Forat and Adam are the only children in the complex, and our neighbors aren’t particularly happy about it.

After the last letter to John, I waited until our next-door neighbor, who is also president of the homeowners’ association, got home. He had never spoken to us – never welcomed us when we arrived and never complained to us about noise. But our landlord hinted that he was the one behind the letters.

I approached him in the parking lot, apologized for the disturbance and requested that in the future he raise issues with us directly.

“The cans in my pantry fell from the shelves due to the vibrations in your apartment,” he replied. Adam, who’s 3 and a half, joined me, hiding behind my legs and looking up at the neighbor, a tall, 30-something single man.

“My son weighs 35 pounds,” I said, 16 kilograms. “The soundproofing in the building is terrible. I’m trying to teach my kids to be considerate, but I’m asking you to be considerate of us, too. There’s a pandemic. They’re home a lot.”

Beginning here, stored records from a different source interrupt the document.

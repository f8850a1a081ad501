//! Money types with precise decimal arithmetic
//!
//! This module provides a type-safe representation of monetary values
//! using rust_decimal for precise calculations without floating-point errors.
//! Amounts are stored at the currency's scale (2 places for NGN), rounded
//! half-up on construction.

use rust_decimal::{Decimal, RoundingStrategy};
use rust_decimal_macros::dec;
use serde::{Deserialize, Serialize};
use std::fmt;
use std::ops::{Add, Mul, Neg, Sub};
use thiserror::Error;

use crate::calc;

/// Currency codes following ISO 4217
#[derive(Debug, Clone, Copy, PartialEq, Eq, Hash, Serialize, Deserialize)]
#[serde(rename_all = "UPPERCASE")]
pub enum Currency {
    /// Nigerian Naira - the home currency of the ledger
    NGN,
    USD,
    EUR,
    GBP,
    GHS,
    KES,
    XOF,
}

impl Currency {
    /// Returns the number of decimal places for this currency
    pub fn decimal_places(&self) -> u32 {
        match self {
            Currency::XOF => 0,
            _ => 2,
        }
    }

    /// Returns the currency symbol
    pub fn symbol(&self) -> &'static str {
        match self {
            Currency::NGN => "₦",
            Currency::USD => "$",
            Currency::EUR => "€",
            Currency::GBP => "£",
            Currency::GHS => "GH₵",
            Currency::KES => "KSh",
            Currency::XOF => "CFA",
        }
    }

    /// Returns the ISO 4217 code
    pub fn code(&self) -> &'static str {
        match self {
            Currency::NGN => "NGN",
            Currency::USD => "USD",
            Currency::EUR => "EUR",
            Currency::GBP => "GBP",
            Currency::GHS => "GHS",
            Currency::KES => "KES",
            Currency::XOF => "XOF",
        }
    }
}

impl Default for Currency {
    fn default() -> Self {
        Currency::NGN
    }
}

impl fmt::Display for Currency {
    fn fmt(&self, f: &mut fmt::Formatter<'_>) -> fmt::Result {
        write!(f, "{}", self.code())
    }
}

/// Errors that can occur during money operations
#[derive(Debug, Error, PartialEq, Eq)]
pub enum MoneyError {
    #[error("Currency mismatch: cannot operate on {0} and {1}")]
    CurrencyMismatch(String, String),

    #[error("Invalid amount: {0}")]
    InvalidAmount(String),

    #[error("Amount out of range: {0}")]
    OutOfRange(String),

    #[error("Division by zero")]
    DivisionByZero,
}

/// A monetary amount with associated currency
///
/// Money uses rust_decimal for precise arithmetic without floating-point
/// errors. The amount is quantized to the currency's scale with half-up
/// rounding when constructed, so every stored value is an exact ledger
/// amount.
#[derive(Debug, Clone, Copy, PartialEq, Eq, Hash, Serialize, Deserialize)]
pub struct Money {
    amount: Decimal,
    currency: Currency,
}

impl Money {
    /// Creates a new Money value, rounding half-up to the currency scale
    pub fn new(amount: Decimal, currency: Currency) -> Self {
        Self {
            amount: amount.round_dp_with_strategy(
                currency.decimal_places(),
                RoundingStrategy::MidpointAwayFromZero,
            ),
            currency,
        }
    }

    /// Creates Money in the home currency (NGN)
    pub fn naira(amount: Decimal) -> Self {
        Self::new(amount, Currency::NGN)
    }

    /// Creates Money from an integer amount in minor units (e.g., kobo)
    pub fn from_minor(minor_units: i64, currency: Currency) -> Self {
        let divisor = Decimal::new(10_i64.pow(currency.decimal_places()), 0);
        Self::new(Decimal::new(minor_units, 0) / divisor, currency)
    }

    /// Creates a zero amount in the specified currency
    pub fn zero(currency: Currency) -> Self {
        Self {
            amount: dec!(0),
            currency,
        }
    }

    /// Returns the amount
    pub fn amount(&self) -> Decimal {
        self.amount
    }

    /// Returns the currency
    pub fn currency(&self) -> Currency {
        self.currency
    }

    /// Returns true if the amount is zero
    pub fn is_zero(&self) -> bool {
        self.amount.is_zero()
    }

    /// Returns true if the amount is positive
    pub fn is_positive(&self) -> bool {
        self.amount.is_sign_positive() && !self.amount.is_zero()
    }

    /// Returns true if the amount is negative
    pub fn is_negative(&self) -> bool {
        self.amount.is_sign_negative() && !self.amount.is_zero()
    }

    /// Returns the absolute value
    pub fn abs(&self) -> Self {
        Self {
            amount: self.amount.abs(),
            currency: self.currency,
        }
    }

    /// Checked addition that returns an error on currency mismatch
    pub fn checked_add(&self, other: &Money) -> Result<Money, MoneyError> {
        self.require_same_currency(other)?;
        Ok(Self::new(self.amount + other.amount, self.currency))
    }

    /// Checked subtraction that returns an error on currency mismatch
    pub fn checked_sub(&self, other: &Money) -> Result<Money, MoneyError> {
        self.require_same_currency(other)?;
        Ok(Self::new(self.amount - other.amount, self.currency))
    }

    /// Multiplies by a scalar, rounding half-up to the currency scale
    pub fn multiply(&self, factor: Decimal) -> Self {
        Self::new(self.amount * factor, self.currency)
    }

    /// Applies a rate (e.g., 0.035 for 3.5%) to this amount
    pub fn percentage(&self, rate: Decimal) -> Self {
        Self::new(calc::percentage(self.amount, rate), self.currency)
    }

    /// Divides by a scalar, returning `default` when the divisor is zero
    pub fn safe_divide(&self, divisor: Decimal, default: Money) -> Self {
        if divisor.is_zero() {
            default
        } else {
            Self::new(self.amount / divisor, self.currency)
        }
    }

    fn require_same_currency(&self, other: &Money) -> Result<(), MoneyError> {
        if self.currency != other.currency {
            return Err(MoneyError::CurrencyMismatch(
                self.currency.to_string(),
                other.currency.to_string(),
            ));
        }
        Ok(())
    }
}

impl fmt::Display for Money {
    fn fmt(&self, f: &mut fmt::Formatter<'_>) -> fmt::Result {
        write!(f, "{}", calc::format_currency(self.amount, self.currency))
    }
}

impl Add for Money {
    type Output = Self;

    fn add(self, other: Self) -> Self {
        self.checked_add(&other)
            .expect("Currency mismatch in Money::add")
    }
}

impl Sub for Money {
    type Output = Self;

    fn sub(self, other: Self) -> Self {
        self.checked_sub(&other)
            .expect("Currency mismatch in Money::sub")
    }
}

impl Neg for Money {
    type Output = Self;

    fn neg(self) -> Self {
        Self::new(-self.amount, self.currency)
    }
}

impl Mul<Decimal> for Money {
    type Output = Self;

    fn mul(self, factor: Decimal) -> Self {
        self.multiply(factor)
    }
}

#[cfg(test)]
mod tests {
    use super::*;

    #[test]
    fn test_money_creation_rounds_half_up() {
        let m = Money::naira(dec!(123.455));
        assert_eq!(m.amount(), dec!(123.46));

        let m = Money::naira(dec!(123.454));
        assert_eq!(m.amount(), dec!(123.45));
    }

    #[test]
    fn test_money_from_minor() {
        let m = Money::from_minor(10050, Currency::NGN);
        assert_eq!(m.amount(), dec!(100.50));
    }

    #[test]
    fn test_money_arithmetic() {
        let a = Money::naira(dec!(100.00));
        let b = Money::naira(dec!(50.00));

        assert_eq!((a + b).amount(), dec!(150.00));
        assert_eq!((a - b).amount(), dec!(50.00));
    }

    #[test]
    fn test_currency_mismatch() {
        let ngn = Money::naira(dec!(100.00));
        let usd = Money::new(dec!(100.00), Currency::USD);

        let result = ngn.checked_add(&usd);
        assert!(matches!(result, Err(MoneyError::CurrencyMismatch(_, _))));
    }

    #[test]
    fn test_percentage() {
        let principal = Money::naira(dec!(10000));
        assert_eq!(principal.percentage(dec!(0.035)).amount(), dec!(350.00));
    }

    #[test]
    fn test_safe_divide_zero_divisor() {
        let m = Money::naira(dec!(100.00));
        let fallback = Money::zero(Currency::NGN);
        assert_eq!(m.safe_divide(dec!(0), fallback), fallback);
        assert_eq!(m.safe_divide(dec!(4), fallback).amount(), dec!(25.00));
    }

    #[test]
    fn test_display_uses_grouped_format() {
        let m = Money::naira(dec!(1234567.89));
        assert_eq!(m.to_string(), "₦1,234,567.89");
    }
}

“Everyone needs to follow the rules,” he said.

“Correct,” I replied, and in advance of this conversation, I had reviewed the rules of the homeowners’ association, as well as state law.

“And the rules establish quiet hours after 11 P.M. My kids are in bed by 8:30 P.M. On the other hand, threatening us because of reasonable noise that children make could be viewed as discrimination based on family status, in violation of North Carolina housing law.”

Since that conversation, the threatening letters to our landlord stopped, but we still didn’t feel particularly welcome. When a new neighbor, a 60-something woman with a dog that she carries in her arms most of the time, moved into the apartment below us, I greeted her with cups of ice water and homemade muffins. I tried to initiate a conversation on the noise issue, again at Osama’s behest.

She was too busy to talk, but a week later, as Adam ran barefoot in our living room, she banged on the ceiling, apparently with a broom. I think it was a model of broom popular with witches.

I went downstairs to talk to her, but she wouldn’t open the door, and when I later bumped into her in the parking lot, she refused to talk to me and said she would “solve the problem on my own.” Since then, we don’t let the children near her or her dog.

Holiday exclusion

Our study of the condominium-association rules gave us another reason to feel unwelcome: Our building doesn’t let residents hang objects from balconies except for “tasteful” decorations during the “holiday season,” defined as the month of December.

Forat asked again why John would want to evict us from the apartment, and I realized she was sort of hoping he would; she’s ready to go back to our home in the Ramallah area. I told her we would have to work harder to make it happen.

“Let’s make Jewish New Year decorations,” I told her. This year, we’re celebrating without my family in Tel Aviv, but, for a change, with Osama, who doesn’t need a permit from the Israeli military to join our holiday meal in Raleigh. “We’ll draw ram’s horns and honey cakes and hang them on the balcony,” I suggested to Forat.

“Yes!”

“Are you serious?” Osama asked. “They really will kick us out of here.”

“If that’s the case,” I told him, “we’ll add Ramadan lanterns.”

“No,” Osama said. “We’ll start with the ram’s horn. When they send letters to John, tell them that the Jewish people have been persecuted for thousands of years, and that their condo association rules are antisemitic and violate the North Carolina state constitution. If it works, we’ll hit them with Ramadan.”